Stories of ‘the Few’ recorded in newly launched database
The Battle of Britain Memorial Trust has launched a comprehensive database offering academics, authors and researchers fresh opportunities to find detailed information on the Allied airmen who became known as the Few.
The database has been developed from the extensive research carried out over several decades by the late Kenneth G Wynn, who died in May 2020, and can be viewed electronically at the National Memorial to the Few at Capel-le-Ferne, Kent.
Richard Hunting CBE, Chairman of the Trust, explained: “The foundation of the database is the research carried over many years by Ken Wynn, whose iconic book, Men of the Battle of Britain, first appeared in 1989, with a supplementary volume in 1992.
“A second edition came out in 1999 and after the rights to the book were donated to the Trust in 2010, a third edition was published in 2015 and a supplementary volume in 2020.
“Publishing constraints meant that Ken Wynn concentrated on the service careers of his subjects. The Trust, though, has been able to widen the range of information included considerably so that the database that incorporates Men of the Battle of Britain now reflects social as well as military history, with more information and photographs being added on an almost daily basis.”
The work of updating the information has been led by Geoff Simpson, a Fellow of the Royal Historical Society, a contributor to Men of the Battle of Britain over many years and now consulting editor to the database.
Geoff is keen to acknowledge the ongoing contribution made to the research by a number of people, including Edward McManus (who curates the website bbm.org.uk), Gerry Burke and genealogist Gladys Armstrong.
The Battle of Britain Memorial at Capel-le-Ferne is home to the National Memorial to the Few. The database will be housed in its impressive, Spitfire wing-shaped visitor centre, The Wing.
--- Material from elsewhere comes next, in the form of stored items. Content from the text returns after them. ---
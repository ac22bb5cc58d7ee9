//! The atmosphere scene component.
//!
//! An [`Atmosphere`] is built from a sparse overlay of attribute overrides,
//! initialized once against the shared [`TableCache`], then bound and drawn
//! every frame as a full-screen quad.

use std::collections::BTreeMap;
use std::sync::Arc;

use glam::{Vec2, Vec3};
use nebula_config::{AtmosphereConfig, ScalarValue};
use tracing::{debug, info, trace, warn};

use crate::attributes::{AttributeWrite, RuntimeState};
use crate::cache::{RESOURCE_PREFIX, TableCache, TableHandles};
use crate::error::{AtmosphereError, AtmosphereState, ResourceKind};
use crate::luminance::{Luminance, RadianceToLuminanceFactors, white_point};
use crate::params::{AtmosphereParameters, INIT_ONLY_KEYS, ModelOptions};
use crate::render::{
    GeometryBuffer, LightSource, MaterialInstance, RenderDevice, ShaderMacros, UniformValue,
};
use crate::spectrum::{SpectralTable, sample_spectrum};
use crate::store::TextureHandle;

/// Full-screen quad in clip space.
pub const QUAD_POSITIONS: [[f32; 4]; 4] = [
    [-1.0, 1.0, 0.0, 1.0],
    [-1.0, -1.0, 0.0, 1.0],
    [1.0, -1.0, 0.0, 1.0],
    [1.0, 1.0, 0.0, 1.0],
];

pub const QUAD_INDICES: [u32; 6] = [0, 1, 2, 0, 2, 3];

const SKY_MATERIAL: &str = "atmosphere";
const DEMO_MATERIAL: &str = "atmosphere_demo";
const CLOUD_TEXTURE: &str = "cloud_3d";
const NOISE_TEXTURE: &str = "noise_3d";
const QUAD_MESH: &str = "quad";

fn resource_name(suffix: &str) -> String {
    format!("{RESOURCE_PREFIX}.{suffix}")
}

/// Shared collaborators every atmosphere is built against.
#[derive(Clone)]
pub struct AtmosphereContext {
    pub cache: Arc<TableCache>,
    pub device: Arc<dyn RenderDevice>,
}

/// Everything resolved by a successful initialization.
struct Resources {
    tables: TableHandles,
    factors: RadianceToLuminanceFactors,
    white_point: Vec3,
    material: Arc<dyn MaterialInstance>,
    demo_material: Option<Arc<dyn MaterialInstance>>,
    cloud_texture: Option<TextureHandle>,
    noise_texture: Option<TextureHandle>,
    quad: Box<dyn GeometryBuffer>,
}

/// Precomputed-scattering sky with volumetric clouds.
pub struct Atmosphere {
    name: String,
    params: AtmosphereParameters,
    runtime: RuntimeState,
    state: AtmosphereState,
    context: AtmosphereContext,
    resources: Option<Resources>,
}

impl Atmosphere {
    /// Build an uninitialized atmosphere from defaults plus `overlay`.
    ///
    /// Unknown overlay keys are ignored.
    ///
    /// # Errors
    ///
    /// Returns [`AtmosphereError::InvalidParameters`] when a known key carries
    /// a value of the wrong type or an unknown luminance mode.
    pub fn new(
        name: &str,
        overlay: &BTreeMap<String, ScalarValue>,
        context: AtmosphereContext,
    ) -> Result<Self, AtmosphereError> {
        let options = ModelOptions::from_overlay(overlay)?;
        let mut runtime = RuntimeState::default();

        for (key, value) in overlay {
            if INIT_ONLY_KEYS.contains(&key.as_str()) {
                continue;
            }
            match runtime.set(key, *value, None) {
                AttributeWrite::Applied => {}
                AttributeWrite::UnknownName => {
                    trace!(atmosphere = name, key = key.as_str(), "ignoring unknown overlay key");
                }
                AttributeWrite::Rejected => {
                    return Err(AtmosphereError::InvalidParameters(format!(
                        "overlay value {value:?} is not valid for '{key}'"
                    )));
                }
            }
        }

        Ok(Self {
            name: name.to_string(),
            params: AtmosphereParameters::earth(options),
            runtime,
            state: AtmosphereState::Uninitialized,
            context,
            resources: None,
        })
    }

    /// Build from the atmosphere section of the configuration.
    pub fn from_config(
        name: &str,
        config: &AtmosphereConfig,
        context: AtmosphereContext,
    ) -> Result<Self, AtmosphereError> {
        let mut atmosphere = Self::new(name, &config.overlay, context)?;
        atmosphere.params.options.resolution = config.table_resolution;
        Ok(atmosphere)
    }

    /// Build and initialize in one step.
    pub fn create(
        name: &str,
        overlay: &BTreeMap<String, ScalarValue>,
        context: AtmosphereContext,
    ) -> Result<Self, AtmosphereError> {
        let mut atmosphere = Self::new(name, overlay, context)?;
        atmosphere.initialize()?;
        Ok(atmosphere)
    }

    pub fn name(&self) -> &str {
        &self.name
    }

    pub fn state(&self) -> AtmosphereState {
        self.state
    }

    pub fn is_ready(&self) -> bool {
        self.state == AtmosphereState::Ready
    }

    pub fn params(&self) -> &AtmosphereParameters {
        &self.params
    }

    pub fn runtime(&self) -> &RuntimeState {
        &self.runtime
    }

    /// Table handles, once initialized.
    pub fn tables(&self) -> Option<&TableHandles> {
        self.resources.as_ref().map(|r| &r.tables)
    }

    pub fn demo_material(&self) -> Option<&Arc<dyn MaterialInstance>> {
        self.resources.as_ref().and_then(|r| r.demo_material.as_ref())
    }

    /// Shader defines matching the table layout and luminance mode.
    pub fn shader_macros(&self) -> ShaderMacros {
        let options = &self.params.options;
        ShaderMacros::new()
            .define(
                "USE_LUMINANCE",
                u8::from(options.luminance != Luminance::None),
            )
            .define(
                "COMBINED_SCATTERING_TEXTURES",
                u8::from(options.use_combined_textures),
            )
    }

    /// Resolve materials, tables and geometry. On failure the atmosphere is
    /// left `Uninitialized` and nothing it created survives.
    ///
    /// # Errors
    ///
    /// - [`AtmosphereError::InvalidState`] unless `Uninitialized`.
    /// - [`AtmosphereError::ResourceResolution`] if the sky material is missing.
    /// - Any precomputation or geometry error.
    pub fn initialize(&mut self) -> Result<(), AtmosphereError> {
        if self.state != AtmosphereState::Uninitialized {
            return Err(AtmosphereError::InvalidState {
                expected: AtmosphereState::Uninitialized,
                actual: self.state,
            });
        }
        self.state = AtmosphereState::Initializing;
        match self.resolve_resources() {
            Ok(resources) => {
                self.resources = Some(resources);
                self.state = AtmosphereState::Ready;
                info!(atmosphere = %self.name, "atmosphere ready");
                Ok(())
            }
            Err(err) => {
                self.state = AtmosphereState::Uninitialized;
                Err(err)
            }
        }
    }

    fn resolve_resources(&self) -> Result<Resources, AtmosphereError> {
        self.params.validate()?;
        let store = self.context.cache.store();
        let macros = self.shader_macros();

        let material_name = resource_name(SKY_MATERIAL);
        let material = store
            .material_instance(&material_name, &macros)
            .ok_or_else(|| {
                warn!(atmosphere = %self.name, material = %material_name, "sky material not found");
                AtmosphereError::missing(ResourceKind::Material, material_name.clone())
            })?;
        let demo_name = resource_name(DEMO_MATERIAL);
        let demo_material = store.material_instance(&demo_name, &macros);
        if demo_material.is_none() {
            debug!(atmosphere = %self.name, material = %demo_name, "demo material not available");
        }

        let spectrum = SpectralTable::from_samples(&sample_spectrum(self.params.spectrum_options()));
        let factors = RadianceToLuminanceFactors::compute(self.params.options.luminance, &spectrum);
        let white_point = white_point(self.params.options.do_white_balance, &spectrum).as_vec3();
        let resolved = self.context.cache.resolve(&self.params, &spectrum)?;

        let optional_texture = |suffix: &str| {
            let name = resource_name(suffix);
            let texture = store.texture(&name);
            if texture.is_none() {
                debug!(atmosphere = %self.name, texture = %name, "volume texture not available");
            }
            texture
        };
        let cloud_texture = optional_texture(CLOUD_TEXTURE);
        let noise_texture = optional_texture(NOISE_TEXTURE);

        // A quad mesh shared through the store takes precedence over the
        // built-in one.
        let label = format!("{}.quad", self.name);
        let quad = match store.mesh(&resource_name(QUAD_MESH)) {
            Some(mesh) => {
                debug!(atmosphere = %self.name, mesh = mesh.name(), "using shared quad mesh");
                self.context
                    .device
                    .create_geometry(&label, mesh.positions(), mesh.indices())?
            }
            None => self
                .context
                .device
                .create_geometry(&label, &QUAD_POSITIONS, &QUAD_INDICES)?,
        };

        Ok(Resources {
            tables: resolved.handles,
            factors,
            white_point,
            material,
            demo_material,
            cloud_texture,
            noise_texture,
            quad,
        })
    }

    fn ready(&self) -> &Resources {
        match (&self.state, &self.resources) {
            (AtmosphereState::Ready, Some(resources)) => resources,
            _ => panic!(
                "atmosphere '{}' used while {}, expected Ready",
                self.name, self.state
            ),
        }
    }

    /// Follow the main light. No-op while rendering is disabled.
    ///
    /// # Panics
    ///
    /// Panics unless the atmosphere is `Ready`.
    pub fn update(&mut self, main_light: &dyn LightSource) {
        self.ready();
        if !self.runtime.is_render_atmosphere {
            return;
        }
        self.runtime.sun_direction = main_light.forward();
    }

    /// Push tables and tunables onto `material`.
    ///
    /// # Panics
    ///
    /// Panics unless the atmosphere is `Ready`.
    pub fn bind(&self, material: &dyn MaterialInstance) {
        let resources = self.ready();
        let runtime = &self.runtime;

        for (kind, handle) in resources.tables.iter() {
            material.bind_uniform(kind.uniform_name(), UniformValue::Texture(handle.clone()));
        }
        if let Some(cloud) = &resources.cloud_texture {
            material.bind_uniform("texture_cloud", UniformValue::Texture(cloud.clone()));
        }
        if let Some(noise) = &resources.noise_texture {
            material.bind_uniform("texture_noise", UniformValue::Texture(noise.clone()));
        }

        let exposure = f64::from(runtime.atmosphere_exposure);
        material.bind_uniform(
            "SKY_RADIANCE_TO_LUMINANCE",
            UniformValue::Vec3((resources.factors.k_sky * exposure).as_vec3()),
        );
        material.bind_uniform(
            "SUN_RADIANCE_TO_LUMINANCE",
            UniformValue::Vec3((resources.factors.k_sun * exposure).as_vec3()),
        );

        let floats = [
            ("atmosphere_exposure", runtime.atmosphere_exposure),
            ("cloud_altitude", runtime.cloud_altitude),
            ("cloud_height", runtime.cloud_height),
            ("cloud_speed", runtime.cloud_speed),
            ("cloud_absorption", runtime.cloud_absorption),
            ("cloud_contrast", runtime.cloud_contrast),
            ("cloud_coverage", runtime.cloud_coverage),
            ("cloud_tiling", runtime.cloud_tiling),
            ("noise_contrast", runtime.noise_contrast),
            ("noise_coverage", runtime.noise_coverage),
            ("noise_tiling", runtime.noise_tiling),
        ];
        for (name, value) in floats {
            material.bind_uniform(name, UniformValue::Float(value));
        }

        material.bind_uniform("earth_center", UniformValue::Vec3(self.earth_center()));
        material.bind_uniform("sun_direction", UniformValue::Vec3(runtime.sun_direction));
        material.bind_uniform("white_point", UniformValue::Vec3(resources.white_point));
    }

    /// Draw the sky quad. No-op while rendering is disabled.
    ///
    /// # Panics
    ///
    /// Panics unless the atmosphere is `Ready`.
    pub fn render(&self, linear_depth: &TextureHandle, shadow: &TextureHandle, render_sun: bool) {
        let resources = self.ready();
        if !self.runtime.is_render_atmosphere {
            return;
        }
        let material = resources.material.as_ref();

        resources.quad.bind_vertex_buffer();
        material.use_program();
        material.bind_material_instance();
        material.bind_uniform("texture_linear_depth", UniformValue::Texture(linear_depth.clone()));
        material.bind_uniform("texture_shadow", UniformValue::Texture(shadow.clone()));
        material.bind_uniform("sun_size", UniformValue::Vec2(self.sun_size()));
        material.bind_uniform("render_sun", UniformValue::Bool(render_sun));
        self.bind(material);
        resources.quad.draw_elements();
    }

    /// Planet center in render length units, with the ground at the origin.
    pub fn earth_center(&self) -> Vec3 {
        let radius = self.params.bottom_radius / self.params.length_unit_in_meters;
        Vec3::new(0.0, -radius as f32, 0.0)
    }

    /// `(tan, cos)` of the sun's angular radius.
    pub fn sun_size(&self) -> Vec2 {
        let r = self.params.sun_angular_radius;
        Vec2::new(r.tan() as f32, r.cos() as f32)
    }

    pub fn get_attribute(&self, name: &str) -> Option<ScalarValue> {
        self.runtime.get(name)
    }

    /// Every whitelisted attribute with its current value.
    pub fn get_attributes(&self) -> Vec<(&'static str, ScalarValue)> {
        self.runtime.attributes()
    }

    /// Write a whitelisted attribute. Returns whether the write was applied;
    /// unknown names and mistyped values are ignored.
    pub fn set_attribute(&mut self, name: &str, value: ScalarValue, index: Option<usize>) -> bool {
        match self.runtime.set(name, value, index) {
            AttributeWrite::Applied => true,
            AttributeWrite::UnknownName => {
                trace!(atmosphere = %self.name, attribute = name, "ignoring unknown attribute");
                false
            }
            AttributeWrite::Rejected => {
                trace!(atmosphere = %self.name, attribute = name, ?value, ?index, "ignoring invalid attribute value");
                false
            }
        }
    }

    /// Flat save data: exactly the whitelisted attributes.
    pub fn save_data(&self) -> BTreeMap<String, ScalarValue> {
        self.get_attributes()
            .into_iter()
            .map(|(name, value)| (name.to_string(), value))
            .collect()
    }

    /// Apply save data produced by [`Atmosphere::save_data`].
    pub fn load_data(&mut self, data: &BTreeMap<String, ScalarValue>) {
        for (name, value) in data {
            self.set_attribute(name, *value, None);
        }
    }

    /// Release the quad geometry. Cached tables and materials stay with their
    /// stores.
    pub fn dispose(&mut self) {
        if self.state == AtmosphereState::Disposed {
            return;
        }
        self.resources = None;
        self.state = AtmosphereState::Disposed;
        info!(atmosphere = %self.name, "atmosphere disposed");
    }
}
impl PrecomputedTables {
    pub fn get(&self, kind: TableKind) -> Option<&Table> {
        match kind {
            TableKind::Transmittance => Some(&self.transmittance),
            TableKind::Scattering => Some(&self.scattering),
            TableKind::Irradiance => Some(&self.irradiance),
            TableKind::SingleMieScattering => self.single_mie_scattering.as_ref(),
        }
    }

    /// Consume into `(kind, table)` pairs.
    pub fn into_tables(self) -> Vec<(TableKind, Table)> {
        let mut tables = vec![
            (TableKind::Transmittance, self.transmittance),
            (TableKind::Scattering, self.scattering),
            (TableKind::Irradiance, self.irradiance),
        ];
        if let Some(single_mie) = self.single_mie_scattering {
            tables.push((TableKind::SingleMieScattering, single_mie));
        }
        tables
    }
}

/// Anything able to produce the lookup tables for a parameter set.
pub trait TableGenerator: Send + Sync {
    fn generate(
        &self,
        params: &AtmosphereParameters,
        spectrum: &SpectralTable,
    ) -> Result<PrecomputedTables, AtmosphereError>;
}

/// Three wavelengths processed together and their conversion to output.
#[derive(Clone, Copy, Debug, PartialEq)]
pub struct WavelengthBatch {
    pub lambdas: [f64; 3],
    pub luminance_from_radiance: [[f64; 3]; 3],
}

/// Split the precomputed wavelengths into batches of three.
pub fn wavelength_batches(params: &AtmosphereParameters) -> Vec<WavelengthBatch> {
    let count = params.num_precomputed_wavelengths();
    if count <= 3 {
        return vec![WavelengthBatch {
            lambdas: [LAMBDA_R, LAMBDA_G, LAMBDA_B],
            luminance_from_radiance: IDENTITY,
        }];
    }
    let iterations = count.div_ceil(3);
    let dlambda = f64::from(LAMBDA_MAX - LAMBDA_MIN) / (3.0 * iterations as f64);
    (0..iterations)
        .map(|i| {
            let base = f64::from(LAMBDA_MIN) + 3.0 * i as f64 * dlambda;
            let lambdas = [
                base + 0.5 * dlambda,
                base + 1.5 * dlambda,
                base + 2.5 * dlambda,
            ];
            WavelengthBatch {
                lambdas,
                luminance_from_radiance: luminance_from_radiance(lambdas, dlambda),
            }
        })
        .collect()
}

/// The atmosphere at three wavelengths, converted to length units.
pub fn scattering_model(
    params: &AtmosphereParameters,
    spectrum: &SpectralTable,
    lambdas: [f64; 3],
) -> ScatteringModel {
    let unit = params.length_unit_in_meters;
    let at = |values: &[f64]| {
        DVec3::new(
            interpolate(&spectrum.wavelengths, values, lambdas[0]),
            interpolate(&spectrum.wavelengths, values, lambdas[1]),
            interpolate(&spectrum.wavelengths, values, lambdas[2]),
        )
    };
    ScatteringModel {
        geometry: ShellGeometry {
            bottom_radius: params.bottom_radius / unit,
            top_radius: params.top_radius / unit,
            mu_s_min: params.max_sun_zenith_angle.cos(),
            sizes: TableSizes::for_resolution(params.options.resolution),
        },
        solar_irradiance: at(&spectrum.solar_irradiance),
        sun_angular_radius: params.sun_angular_radius,
        rayleigh_density: params.rayleigh_density.in_length_unit(unit),
        rayleigh_scattering: at(&spectrum.rayleigh_scattering) * unit,
        mie_density: params.mie_density.in_length_unit(unit),
        mie_scattering: at(&spectrum.mie_scattering) * unit,
        mie_extinction: at(&spectrum.mie_extinction) * unit,
        mie_phase_function_g: params.mie_phase_function_g,
        absorption_density: params.absorption_density.in_length_unit(unit),
        absorption_extinction: at(&spectrum.absorption_extinction) * unit,
        ground_albedo: at(&spectrum.ground_albedo),
    }
}

fn center_2d(c: UVec3) -> DVec2 {
    DVec2::new(f64::from(c.x) + 0.5, f64::from(c.y) + 0.5)
}

fn center_3d(c: UVec3) -> DVec3 {
    c.as_dvec3() + DVec3::splat(0.5)
}

/// Intermediate tables reused by every batch.
struct Scratch {
    delta_irradiance: Table,
    delta_rayleigh: Table,
    delta_mie: Table,
    delta_scattering_density: Table,
    delta_multiple_scattering: Table,
}

/// Generates the tables on the CPU, spreading texel rows over worker threads.
#[derive(Clone, Debug)]
pub struct PrecomputeEngine {
    workers: usize,
    memory_budget: Option<u64>,
}

impl Default for PrecomputeEngine {
    fn default() -> Self {
        Self::new()
    }
}

impl PrecomputeEngine {
    /// One worker per logical CPU, no memory limit.
    pub fn new() -> Self {
        Self {
            workers: num_cpus::get(),
            memory_budget: None,
        }
    }

    pub fn with_workers(mut self, workers: usize) -> Self {
        self.workers = workers.max(1);
        self
    }

    /// Fail with [`AtmosphereError::PrecomputationAllocation`] rather than
    /// use more than `bytes` of table memory.
    pub fn with_memory_budget(mut self, bytes: Option<u64>) -> Self {
        self.memory_budget = bytes;
        self
    }

    pub fn workers(&self) -> usize {
        self.workers
    }

    fn timed<T>(&self, pass: &str, f: impl FnOnce() -> T) -> T {
        trace!(pass, "precompute pass started");
        let start = Instant::now();
        let result = f();
        debug!(pass, elapsed_ms = start.elapsed().as_millis() as u64, "precompute pass finished");
        result
    }

    fn transmittance_pass(&self, model: &ScatteringModel, transmittance: &mut Table) {
        self.timed("transmittance", || {
            transmittance.fill(self.workers, |c| {
                rgb(model.transmittance_texel(center_2d(c)), 1.0)
            });
        });
    }

    fn run_batch(
        &self,
        model: &ScatteringModel,
        luminance_from_radiance: &[[f64; 3]; 3],
        out: &mut PrecomputedTables,
        scratch: &mut Scratch,
    ) {
        let workers = self.workers;
        let geometry = &model.geometry;
        let lfr = luminance_from_radiance;

        self.transmittance_pass(model, &mut out.transmittance);
        let transmittance = &out.transmittance;

        // The direct term is evaluated analytically at render time, so only
        // the delta table receives it.
        self.timed("direct_irradiance", || {
            scratch.delta_irradiance.fill(workers, |c| {
                let (r, mu_s) = model.irradiance_coord(center_2d(c));
                rgb(model.compute_direct_irradiance(transmittance, r, mu_s), 1.0)
            });
        });

        self.timed("single_scattering", || {
            Table::fill_pair(
                &mut scratch.delta_rayleigh,
                &mut scratch.delta_mie,
                workers,
                |c| {
                    let coord = geometry.scattering_coord_from_frag(center_3d(c));
                    let (rayleigh, mie) = model.compute_single_scattering(transmittance, coord);
                    (rgb(rayleigh, 1.0), rgb(mie, 1.0))
                },
            );
        });
        {
            let delta_rayleigh = &scratch.delta_rayleigh;
            let delta_mie = &scratch.delta_mie;
            out.scattering.update(workers, |c, current| {
                let rayleigh = mat3_mul(lfr, delta_rayleigh.texel(c.x, c.y, c.z).truncate());
                let mie = mat3_mul(lfr, delta_mie.texel(c.x, c.y, c.z).truncate());
                let alpha = if out.single_mie_scattering.is_some() { 0.0 } else { mie.x };
                current + rgb(rayleigh, alpha)
            });
            if let Some(single_mie) = out.single_mie_scattering.as_mut() {
                single_mie.update(workers, |c, current| {
                    current + rgb(mat3_mul(lfr, delta_mie.texel(c.x, c.y, c.z).truncate()), 0.0)
                });
            }
        }

        for order in 2..=NUM_SCATTERING_ORDERS {
            let previous = ScatteringOrder {
                single_rayleigh: &scratch.delta_rayleigh,
                single_mie: &scratch.delta_mie,
                multiple: &scratch.delta_multiple_scattering,
                order: order - 1,
            };

            let delta_irradiance = &scratch.delta_irradiance;
            self.timed("scattering_density", || {
                scratch.delta_scattering_density.fill(workers, |c| {
                    let coord = geometry.scattering_coord_from_frag(center_3d(c));
                    rgb(
                        model.compute_scattering_density(
                            transmittance,
                            previous,
                            delta_irradiance,
                            coord,
                        ),
                        0.0,
                    )
                });
            });

            // Indirect irradiance of this order comes from sky light of the
            // previous one.
            self.timed("indirect_irradiance", || {
                scratch.delta_irradiance.fill(workers, |c| {
                    let (r, mu_s) = model.irradiance_coord(center_2d(c));
                    rgb(model.compute_indirect_irradiance(previous, r, mu_s), 0.0)
                });
            });
            let delta_irradiance = &scratch.delta_irradiance;
            out.irradiance.update(workers, |c, current| {
                current + rgb(mat3_mul(lfr, delta_irradiance.texel(c.x, c.y, 0).truncate()), 0.0)
            });

            let density = &scratch.delta_scattering_density;
            self.timed("multiple_scattering", || {
                scratch.delta_multiple_scattering.fill(workers, |c| {
                    let coord = geometry.scattering_coord_from_frag(center_3d(c));
                    rgb(model.compute_multiple_scattering(transmittance, density, coord), 0.0)
                });
            });
            let delta_multiple = &scratch.delta_multiple_scattering;
            out.scattering.update(workers, |c, current| {
                let coord = geometry.scattering_coord_from_frag(center_3d(c));
                let radiance = mat3_mul(lfr, delta_multiple.texel(c.x, c.y, c.z).truncate())
                    / rayleigh_phase(coord.nu);
                current + rgb(radiance, 0.0)
            });
        }
    }
}

impl TableGenerator for PrecomputeEngine {
    fn generate(
        &self,
        params: &AtmosphereParameters,
        spectrum: &SpectralTable,
    ) -> Result<PrecomputedTables, AtmosphereError> {
        params.validate()?;
        let start = Instant::now();
        let sizes = TableSizes::for_resolution(params.options.resolution);
        let scattering_extent = sizes.scattering_extent();
        let irradiance_extent = sizes.irradiance_extent();

        // Everything is allocated up front so a failure leaves nothing behind.
        let mut budget = MemoryBudget::new(self.memory_budget);
        let mut out = PrecomputedTables {
            transmittance: Table::allocate(
                TableKind::Transmittance.as_str(),
                sizes.transmittance_extent(),
                &mut budget,
            )?,
            scattering: Table::allocate(TableKind::Scattering.as_str(), scattering_extent, &mut budget)?,
            irradiance: Table::allocate(TableKind::Irradiance.as_str(), irradiance_extent, &mut budget)?,
            single_mie_scattering: if params.options.use_combined_textures {
                None
            } else {
                Some(Table::allocate(
                    TableKind::SingleMieScattering.as_str(),
                    scattering_extent,
                    &mut budget,
                )?)
            },
        };
        let mut scratch = Scratch {
            delta_irradiance: Table::allocate("delta_irradiance", irradiance_extent, &mut budget)?,
            delta_rayleigh: Table::allocate("delta_rayleigh", scattering_extent, &mut budget)?,
            delta_mie: Table::allocate("delta_mie", scattering_extent, &mut budget)?,
            delta_scattering_density: Table::allocate(
                "delta_scattering_density",
                scattering_extent,
                &mut budget,
            )?,
            delta_multiple_scattering: Table::allocate(
                "delta_multiple_scattering",
                scattering_extent,
                &mut budget,
            )?,
        };

        let batches = wavelength_batches(params);
        info!(
            batches = batches.len(),
            workers = self.workers,
            table_bytes = budget.used(),
            "precomputing atmosphere tables"
        );
        for (index, batch) in batches.iter().enumerate() {
            debug!(batch = index, lambdas = ?batch.lambdas, "precomputing wavelength batch");
            let model = scattering_model(params, spectrum, batch.lambdas);
            self.run_batch(&model, &batch.luminance_from_radiance, &mut out, &mut scratch);
        }

        // The last batch left transmittance at its own wavelengths.
        if batches.len() > 1 {
            let model = scattering_model(params, spectrum, [LAMBDA_R, LAMBDA_G, LAMBDA_B]);
            self.transmittance_pass(&model, &mut out.transmittance);
        }

        info!(
            elapsed_ms = start.elapsed().as_millis() as u64,
            "atmosphere tables precomputed"
        );
        Ok(out)
    }
}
Kenneth George William Wynn (pen name Kenneth G Wynn) was born in London in 1925. He served in the RAF, worked as a draughtsman and for a firm selling rare books in London. He moved to New Zealand in 1973 and became a naturalised citizen of that country in 1977. He lived there for the rest of his life, while making regular visits to the UK to pursue his research. He also wrote books on New Zealanders who flew in the Battle of Britain, U-boat operations in the Second World War and the charge of the Light Brigade in the 19th century Crimean War. He died in Auckland, New Zealand, aged 94, on 10 May 2020.